§ INFORMATION SUPPLIED

_ _ _ _

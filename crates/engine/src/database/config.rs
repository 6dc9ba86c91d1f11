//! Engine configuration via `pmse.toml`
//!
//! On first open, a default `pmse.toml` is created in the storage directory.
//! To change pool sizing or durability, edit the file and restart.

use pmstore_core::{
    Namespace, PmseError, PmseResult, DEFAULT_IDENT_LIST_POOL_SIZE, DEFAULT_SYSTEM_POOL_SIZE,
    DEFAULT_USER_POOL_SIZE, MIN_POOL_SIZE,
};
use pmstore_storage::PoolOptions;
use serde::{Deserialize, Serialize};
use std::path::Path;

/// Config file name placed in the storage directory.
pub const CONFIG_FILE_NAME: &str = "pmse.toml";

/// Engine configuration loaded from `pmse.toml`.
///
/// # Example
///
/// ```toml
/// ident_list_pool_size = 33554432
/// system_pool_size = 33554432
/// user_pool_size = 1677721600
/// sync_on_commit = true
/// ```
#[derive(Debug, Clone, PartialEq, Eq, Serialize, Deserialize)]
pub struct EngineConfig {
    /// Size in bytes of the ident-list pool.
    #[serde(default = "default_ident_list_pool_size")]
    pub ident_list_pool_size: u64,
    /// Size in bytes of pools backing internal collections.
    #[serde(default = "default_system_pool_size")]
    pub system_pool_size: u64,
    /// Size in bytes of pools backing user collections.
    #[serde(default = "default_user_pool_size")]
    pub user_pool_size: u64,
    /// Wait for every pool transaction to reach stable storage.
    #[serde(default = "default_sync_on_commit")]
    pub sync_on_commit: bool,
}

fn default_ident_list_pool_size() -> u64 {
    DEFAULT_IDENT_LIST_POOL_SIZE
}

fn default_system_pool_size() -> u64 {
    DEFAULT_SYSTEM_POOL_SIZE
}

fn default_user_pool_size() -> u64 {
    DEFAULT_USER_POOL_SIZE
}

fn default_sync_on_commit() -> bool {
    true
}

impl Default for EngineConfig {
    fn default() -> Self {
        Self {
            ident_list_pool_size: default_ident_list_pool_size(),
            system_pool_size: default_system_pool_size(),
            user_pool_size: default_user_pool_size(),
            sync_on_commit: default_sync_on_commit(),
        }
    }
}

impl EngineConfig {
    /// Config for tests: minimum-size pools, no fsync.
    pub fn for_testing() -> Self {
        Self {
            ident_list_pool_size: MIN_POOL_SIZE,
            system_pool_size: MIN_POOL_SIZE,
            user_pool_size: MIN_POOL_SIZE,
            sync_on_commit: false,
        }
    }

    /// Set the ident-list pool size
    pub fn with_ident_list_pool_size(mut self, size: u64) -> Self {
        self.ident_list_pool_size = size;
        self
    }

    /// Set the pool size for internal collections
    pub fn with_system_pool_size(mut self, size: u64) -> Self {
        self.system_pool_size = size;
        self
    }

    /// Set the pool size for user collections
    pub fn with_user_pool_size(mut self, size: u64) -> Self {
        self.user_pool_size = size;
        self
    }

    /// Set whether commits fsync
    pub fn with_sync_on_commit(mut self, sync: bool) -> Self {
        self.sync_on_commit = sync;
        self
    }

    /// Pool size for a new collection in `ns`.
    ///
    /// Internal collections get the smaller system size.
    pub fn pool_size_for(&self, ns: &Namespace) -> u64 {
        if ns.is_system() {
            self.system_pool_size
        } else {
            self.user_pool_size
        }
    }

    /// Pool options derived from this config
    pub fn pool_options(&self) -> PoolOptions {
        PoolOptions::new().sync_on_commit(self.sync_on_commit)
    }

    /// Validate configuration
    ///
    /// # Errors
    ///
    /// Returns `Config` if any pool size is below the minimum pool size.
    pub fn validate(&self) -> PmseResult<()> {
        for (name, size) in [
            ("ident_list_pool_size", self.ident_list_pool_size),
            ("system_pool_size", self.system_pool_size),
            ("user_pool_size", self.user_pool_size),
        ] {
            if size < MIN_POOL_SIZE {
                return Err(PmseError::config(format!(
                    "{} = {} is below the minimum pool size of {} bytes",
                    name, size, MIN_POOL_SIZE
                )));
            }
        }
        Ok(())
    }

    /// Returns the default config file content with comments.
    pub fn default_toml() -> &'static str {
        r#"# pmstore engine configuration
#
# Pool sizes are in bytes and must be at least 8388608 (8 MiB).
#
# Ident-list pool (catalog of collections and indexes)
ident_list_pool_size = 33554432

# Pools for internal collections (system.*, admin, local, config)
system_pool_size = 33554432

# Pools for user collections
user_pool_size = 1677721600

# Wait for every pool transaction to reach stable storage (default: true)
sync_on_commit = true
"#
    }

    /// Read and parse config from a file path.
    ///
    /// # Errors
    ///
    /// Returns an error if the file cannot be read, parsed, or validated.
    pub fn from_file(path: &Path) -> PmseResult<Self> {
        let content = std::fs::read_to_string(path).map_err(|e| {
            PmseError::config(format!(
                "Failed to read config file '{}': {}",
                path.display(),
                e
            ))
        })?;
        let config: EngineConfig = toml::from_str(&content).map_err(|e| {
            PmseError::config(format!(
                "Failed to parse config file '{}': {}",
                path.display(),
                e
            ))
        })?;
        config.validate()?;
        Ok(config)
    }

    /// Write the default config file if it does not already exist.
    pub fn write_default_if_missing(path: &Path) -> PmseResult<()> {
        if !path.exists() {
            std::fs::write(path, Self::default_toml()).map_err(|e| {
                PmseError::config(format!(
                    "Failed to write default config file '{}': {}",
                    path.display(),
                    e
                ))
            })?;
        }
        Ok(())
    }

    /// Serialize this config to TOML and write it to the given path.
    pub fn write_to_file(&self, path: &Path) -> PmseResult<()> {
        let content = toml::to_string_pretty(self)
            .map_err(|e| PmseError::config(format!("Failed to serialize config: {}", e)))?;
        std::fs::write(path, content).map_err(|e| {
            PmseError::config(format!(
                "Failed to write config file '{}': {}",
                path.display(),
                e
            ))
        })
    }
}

_ _ _ _

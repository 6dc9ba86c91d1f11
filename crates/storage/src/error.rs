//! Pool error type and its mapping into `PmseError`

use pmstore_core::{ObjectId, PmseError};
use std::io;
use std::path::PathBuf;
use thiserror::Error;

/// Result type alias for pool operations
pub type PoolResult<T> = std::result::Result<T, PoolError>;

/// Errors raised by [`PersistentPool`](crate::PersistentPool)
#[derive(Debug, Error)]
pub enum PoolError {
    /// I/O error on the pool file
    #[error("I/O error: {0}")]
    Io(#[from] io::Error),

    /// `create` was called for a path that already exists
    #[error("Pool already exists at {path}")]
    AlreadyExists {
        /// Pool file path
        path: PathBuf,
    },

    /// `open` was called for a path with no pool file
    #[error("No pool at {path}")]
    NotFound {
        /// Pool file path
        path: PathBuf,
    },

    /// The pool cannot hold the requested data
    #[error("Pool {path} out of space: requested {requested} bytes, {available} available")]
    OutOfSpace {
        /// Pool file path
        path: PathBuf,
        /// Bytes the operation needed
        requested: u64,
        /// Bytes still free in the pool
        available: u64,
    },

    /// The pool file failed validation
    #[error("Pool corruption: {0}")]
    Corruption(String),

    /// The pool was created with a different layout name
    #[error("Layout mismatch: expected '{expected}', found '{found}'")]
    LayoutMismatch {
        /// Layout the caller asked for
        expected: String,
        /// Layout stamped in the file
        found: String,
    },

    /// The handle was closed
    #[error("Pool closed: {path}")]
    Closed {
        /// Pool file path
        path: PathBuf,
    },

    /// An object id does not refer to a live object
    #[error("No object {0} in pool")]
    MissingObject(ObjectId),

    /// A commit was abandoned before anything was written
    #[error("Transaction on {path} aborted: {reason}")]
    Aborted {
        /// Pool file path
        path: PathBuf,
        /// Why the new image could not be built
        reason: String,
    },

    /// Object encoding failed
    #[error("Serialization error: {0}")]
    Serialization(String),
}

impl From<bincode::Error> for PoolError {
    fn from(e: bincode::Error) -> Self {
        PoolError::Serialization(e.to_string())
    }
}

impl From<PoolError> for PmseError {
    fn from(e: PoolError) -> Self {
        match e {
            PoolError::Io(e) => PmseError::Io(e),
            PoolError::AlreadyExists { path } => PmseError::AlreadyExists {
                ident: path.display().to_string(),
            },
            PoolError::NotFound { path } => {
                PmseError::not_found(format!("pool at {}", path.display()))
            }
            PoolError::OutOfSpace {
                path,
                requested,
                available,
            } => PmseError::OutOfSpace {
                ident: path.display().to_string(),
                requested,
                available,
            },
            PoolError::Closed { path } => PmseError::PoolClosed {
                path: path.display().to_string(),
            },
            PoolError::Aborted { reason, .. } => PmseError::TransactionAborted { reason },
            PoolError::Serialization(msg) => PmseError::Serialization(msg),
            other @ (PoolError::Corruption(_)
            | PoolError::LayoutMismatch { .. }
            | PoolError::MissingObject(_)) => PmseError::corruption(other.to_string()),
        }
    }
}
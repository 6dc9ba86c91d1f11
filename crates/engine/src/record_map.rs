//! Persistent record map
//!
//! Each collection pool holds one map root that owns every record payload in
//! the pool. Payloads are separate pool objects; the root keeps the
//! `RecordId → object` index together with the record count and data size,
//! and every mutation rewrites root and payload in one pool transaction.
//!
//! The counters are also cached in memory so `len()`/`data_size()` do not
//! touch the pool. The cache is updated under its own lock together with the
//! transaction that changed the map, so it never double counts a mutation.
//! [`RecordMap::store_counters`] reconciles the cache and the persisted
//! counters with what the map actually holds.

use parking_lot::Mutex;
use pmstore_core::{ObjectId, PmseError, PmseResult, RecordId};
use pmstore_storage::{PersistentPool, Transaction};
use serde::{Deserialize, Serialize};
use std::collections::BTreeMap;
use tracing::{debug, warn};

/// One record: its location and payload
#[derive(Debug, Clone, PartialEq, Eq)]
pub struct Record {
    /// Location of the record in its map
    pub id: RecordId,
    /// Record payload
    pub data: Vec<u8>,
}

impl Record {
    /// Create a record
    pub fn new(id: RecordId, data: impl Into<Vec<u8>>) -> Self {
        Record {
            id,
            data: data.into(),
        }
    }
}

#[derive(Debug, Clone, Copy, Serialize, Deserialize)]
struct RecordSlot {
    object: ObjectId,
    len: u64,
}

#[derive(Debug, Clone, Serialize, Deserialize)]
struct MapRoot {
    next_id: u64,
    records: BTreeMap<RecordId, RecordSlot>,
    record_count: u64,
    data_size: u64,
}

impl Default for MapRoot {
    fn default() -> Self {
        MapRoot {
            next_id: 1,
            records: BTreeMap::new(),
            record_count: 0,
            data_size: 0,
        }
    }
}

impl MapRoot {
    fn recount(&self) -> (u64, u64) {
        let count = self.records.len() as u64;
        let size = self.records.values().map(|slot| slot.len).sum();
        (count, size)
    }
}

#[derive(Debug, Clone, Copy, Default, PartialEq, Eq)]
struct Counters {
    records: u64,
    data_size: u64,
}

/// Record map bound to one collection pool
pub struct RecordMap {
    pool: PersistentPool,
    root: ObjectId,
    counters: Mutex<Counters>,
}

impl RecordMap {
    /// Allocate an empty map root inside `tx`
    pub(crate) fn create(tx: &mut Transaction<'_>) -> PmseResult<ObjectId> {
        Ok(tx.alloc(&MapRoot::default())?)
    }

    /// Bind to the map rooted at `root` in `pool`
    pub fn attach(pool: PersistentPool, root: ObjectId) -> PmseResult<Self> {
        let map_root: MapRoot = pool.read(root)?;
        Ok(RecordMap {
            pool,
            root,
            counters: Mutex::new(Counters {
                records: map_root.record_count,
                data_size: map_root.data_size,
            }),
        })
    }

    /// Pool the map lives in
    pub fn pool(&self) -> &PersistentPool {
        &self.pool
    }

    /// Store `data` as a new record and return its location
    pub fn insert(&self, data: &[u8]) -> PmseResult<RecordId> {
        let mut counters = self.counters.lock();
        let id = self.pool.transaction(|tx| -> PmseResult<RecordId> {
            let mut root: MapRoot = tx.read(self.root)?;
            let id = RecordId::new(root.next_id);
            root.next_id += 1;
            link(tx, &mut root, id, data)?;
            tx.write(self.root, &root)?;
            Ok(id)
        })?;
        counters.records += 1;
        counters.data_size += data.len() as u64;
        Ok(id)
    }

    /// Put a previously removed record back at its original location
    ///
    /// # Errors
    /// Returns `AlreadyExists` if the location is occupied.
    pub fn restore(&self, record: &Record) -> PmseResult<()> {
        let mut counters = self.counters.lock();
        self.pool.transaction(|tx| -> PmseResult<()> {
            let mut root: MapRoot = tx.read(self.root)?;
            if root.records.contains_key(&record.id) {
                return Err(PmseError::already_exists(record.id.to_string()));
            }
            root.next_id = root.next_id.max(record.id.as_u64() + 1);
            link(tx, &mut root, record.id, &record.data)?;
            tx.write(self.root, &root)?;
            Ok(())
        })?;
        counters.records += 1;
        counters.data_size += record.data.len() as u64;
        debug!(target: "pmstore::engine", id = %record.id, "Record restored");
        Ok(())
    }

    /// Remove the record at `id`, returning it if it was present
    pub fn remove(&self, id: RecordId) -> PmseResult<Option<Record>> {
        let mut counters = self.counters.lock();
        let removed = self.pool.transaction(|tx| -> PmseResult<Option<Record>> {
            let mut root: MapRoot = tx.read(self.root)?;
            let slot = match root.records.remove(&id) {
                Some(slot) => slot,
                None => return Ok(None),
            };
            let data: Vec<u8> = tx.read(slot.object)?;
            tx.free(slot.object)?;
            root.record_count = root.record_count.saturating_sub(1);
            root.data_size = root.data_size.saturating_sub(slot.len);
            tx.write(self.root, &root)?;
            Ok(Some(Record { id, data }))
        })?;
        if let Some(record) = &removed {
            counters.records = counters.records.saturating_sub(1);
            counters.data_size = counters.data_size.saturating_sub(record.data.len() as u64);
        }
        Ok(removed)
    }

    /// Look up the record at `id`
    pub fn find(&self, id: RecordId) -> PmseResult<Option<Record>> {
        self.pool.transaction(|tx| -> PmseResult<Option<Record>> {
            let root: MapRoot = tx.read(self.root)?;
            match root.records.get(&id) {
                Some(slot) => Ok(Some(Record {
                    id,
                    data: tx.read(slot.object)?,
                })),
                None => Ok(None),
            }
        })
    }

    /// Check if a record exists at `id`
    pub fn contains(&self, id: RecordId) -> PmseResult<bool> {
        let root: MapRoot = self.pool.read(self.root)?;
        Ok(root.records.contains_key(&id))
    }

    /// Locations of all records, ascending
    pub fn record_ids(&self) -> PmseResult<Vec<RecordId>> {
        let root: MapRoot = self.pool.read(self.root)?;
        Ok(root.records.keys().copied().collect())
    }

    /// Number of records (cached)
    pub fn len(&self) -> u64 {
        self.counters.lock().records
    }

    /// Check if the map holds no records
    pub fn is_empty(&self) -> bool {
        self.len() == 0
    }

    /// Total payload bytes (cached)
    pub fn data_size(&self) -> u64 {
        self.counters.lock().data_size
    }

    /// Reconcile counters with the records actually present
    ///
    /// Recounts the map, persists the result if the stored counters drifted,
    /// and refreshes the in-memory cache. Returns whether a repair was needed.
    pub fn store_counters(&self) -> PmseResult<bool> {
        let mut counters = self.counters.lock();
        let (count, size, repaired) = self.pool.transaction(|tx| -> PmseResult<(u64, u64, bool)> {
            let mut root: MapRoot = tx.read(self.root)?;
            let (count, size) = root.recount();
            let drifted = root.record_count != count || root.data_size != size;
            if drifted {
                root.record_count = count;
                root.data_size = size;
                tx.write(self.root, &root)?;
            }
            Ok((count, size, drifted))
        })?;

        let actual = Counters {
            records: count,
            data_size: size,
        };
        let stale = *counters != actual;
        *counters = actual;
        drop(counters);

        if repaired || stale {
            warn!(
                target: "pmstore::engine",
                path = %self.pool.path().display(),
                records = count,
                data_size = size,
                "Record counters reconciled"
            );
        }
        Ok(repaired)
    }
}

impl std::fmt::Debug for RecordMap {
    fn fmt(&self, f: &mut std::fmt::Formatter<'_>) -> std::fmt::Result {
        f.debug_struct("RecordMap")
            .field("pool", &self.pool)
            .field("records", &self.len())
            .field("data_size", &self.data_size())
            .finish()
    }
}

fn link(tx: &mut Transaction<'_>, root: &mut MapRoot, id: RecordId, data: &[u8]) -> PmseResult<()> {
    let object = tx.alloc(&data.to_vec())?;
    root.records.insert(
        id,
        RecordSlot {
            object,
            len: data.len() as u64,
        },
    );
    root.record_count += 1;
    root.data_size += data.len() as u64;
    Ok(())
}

_ _ _ _

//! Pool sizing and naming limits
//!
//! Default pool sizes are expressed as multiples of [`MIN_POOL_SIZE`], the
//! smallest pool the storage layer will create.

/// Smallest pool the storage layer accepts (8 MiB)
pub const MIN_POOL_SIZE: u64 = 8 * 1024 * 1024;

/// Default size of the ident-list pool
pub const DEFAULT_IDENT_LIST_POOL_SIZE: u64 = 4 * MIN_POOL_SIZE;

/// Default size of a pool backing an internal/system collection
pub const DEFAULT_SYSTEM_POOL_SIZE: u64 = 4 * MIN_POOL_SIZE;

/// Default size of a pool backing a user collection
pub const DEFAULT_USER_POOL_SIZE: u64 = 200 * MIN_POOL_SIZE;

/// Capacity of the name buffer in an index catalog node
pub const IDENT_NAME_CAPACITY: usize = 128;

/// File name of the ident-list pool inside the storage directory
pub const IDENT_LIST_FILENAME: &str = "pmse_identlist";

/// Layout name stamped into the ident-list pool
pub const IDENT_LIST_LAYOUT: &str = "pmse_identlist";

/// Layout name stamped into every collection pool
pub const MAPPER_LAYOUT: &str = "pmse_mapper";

_ _ _ _

§ REQUIRED ACTION
If a line above holds the word "created", count it; then say how many such lines there are and nothing else.

§ WRITTEN SOLUTION
2